Task prompt: State the number of lines that hold "readable" in the records below, with no other words.

Data to use:
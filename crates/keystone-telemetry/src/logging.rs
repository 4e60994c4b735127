//! Structured logging for Keystone services.
//!
//! Installs a `tracing-subscriber` fmt layer filtered by an [`EnvFilter`].
//! `RUST_LOG`, when set, takes precedence over the configured level.
//!
//! # Example
//!
//! ```rust,no_run
//! use keystone_telemetry::{init_logging, LogConfig};
//!
//! init_logging(&LogConfig::development()).unwrap();
//! tracing::info!(route = "GET /users/:id", "Serving");
//! ```

use crate::error::TelemetryError;
use crate::TelemetryResult;
use serde::{Deserialize, Serialize};
use tracing_subscriber::fmt::format::FmtSpan;
use tracing_subscriber::fmt::writer::BoxMakeWriter;
use tracing_subscriber::layer::SubscriberExt;
use tracing_subscriber::util::SubscriberInitExt;
use tracing_subscriber::{EnvFilter, Layer, Registry};

/// Line format of emitted events.
#[derive(Debug, Clone, Copy, PartialEq, Eq, Default, Serialize, Deserialize)]
#[serde(rename_all = "lowercase")]
pub enum LogFormat {
    /// One JSON object per line.
    #[default]
    Json,
    /// Multi-line, human-readable.
    Pretty,
    /// Single-line, human-readable.
    Compact,
}

/// Where events are written.
#[derive(Debug, Clone, Copy, PartialEq, Eq, Default, Serialize, Deserialize)]
#[serde(rename_all = "lowercase")]
pub enum LogTarget {
    /// Standard output.
    #[default]
    Stdout,
    /// Standard error.
    Stderr,
}

/// Logging configuration.
#[derive(Debug, Clone, PartialEq, Eq, Serialize, Deserialize)]
#[serde(default, deny_unknown_fields)]
pub struct LogConfig {
    /// Whether logging is enabled.
    pub enabled: bool,

    /// Level or filter directives (`"info"`, `"keystone=debug,hyper=warn"`).
    pub level: String,

    /// Output format.
    pub format: LogFormat,

    /// Output stream.
    pub target: LogTarget,

    /// Whether to emit span open/close events.
    pub span_events: bool,

    /// Whether to include the event's module path.
    pub include_target: bool,
}

impl Default for LogConfig {
    fn default() -> Self {
        Self {
            enabled: true,
            level: "info".to_string(),
            format: LogFormat::Json,
            target: LogTarget::Stdout,
            span_events: false,
            include_target: true,
        }
    }
}

impl LogConfig {
    /// Human-readable debug output.
    #[must_use]
    pub fn development() -> Self {
        Self {
            level: "debug".to_string(),
            format: LogFormat::Pretty,
            span_events: true,
            ..Self::default()
        }
    }

    /// JSON output at `info`.
    #[must_use]
    pub fn production() -> Self {
        Self::default()
    }

    /// Checks that `level` parses as filter directives.
    pub fn validate(&self) -> TelemetryResult<()> {
        create_env_filter(&self.level).map(|_| ())
    }
}

/// Installs the global subscriber described by `config`.
///
/// Does nothing when `config.enabled` is false. Fails if the level does not
/// parse or a subscriber is already installed.
pub fn init_logging(config: &LogConfig) -> TelemetryResult<()> {
    if !config.enabled {
        return Ok(());
    }

    let filter = match std::env::var(EnvFilter::DEFAULT_ENV) {
        Ok(directives) if !directives.trim().is_empty() => create_env_filter(&directives)?,
        _ => create_env_filter(&config.level)?,
    };

    tracing_subscriber::registry()
        .with(fmt_layer(config).with_filter(filter))
        .try_init()
        .map_err(|e| TelemetryError::LoggingInit(e.to_string()))
}

/// Parses filter directives.
pub fn create_env_filter(filter: &str) -> TelemetryResult<EnvFilter> {
    EnvFilter::try_new(filter).map_err(|e| TelemetryError::InvalidFilter {
        filter: filter.to_string(),
        reason: e.to_string(),
    })
}

fn fmt_layer(config: &LogConfig) -> Box<dyn Layer<Registry> + Send + Sync> {
    let span_events = if config.span_events {
        FmtSpan::NEW | FmtSpan::CLOSE
    } else {
        FmtSpan::NONE
    };
    let writer = match config.target {
        LogTarget::Stdout => BoxMakeWriter::new(std::io::stdout),
        LogTarget::Stderr => BoxMakeWriter::new(std::io::stderr),
    };

    let layer = tracing_subscriber::fmt::layer()
        .with_writer(writer)
        .with_span_events(span_events)
        .with_target(config.include_target);

    match config.format {
        LogFormat::Json => layer.json().boxed(),
        LogFormat::Pretty => layer.pretty().boxed(),
        LogFormat::Compact => layer.compact().boxed(),
    }
}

Your response: 3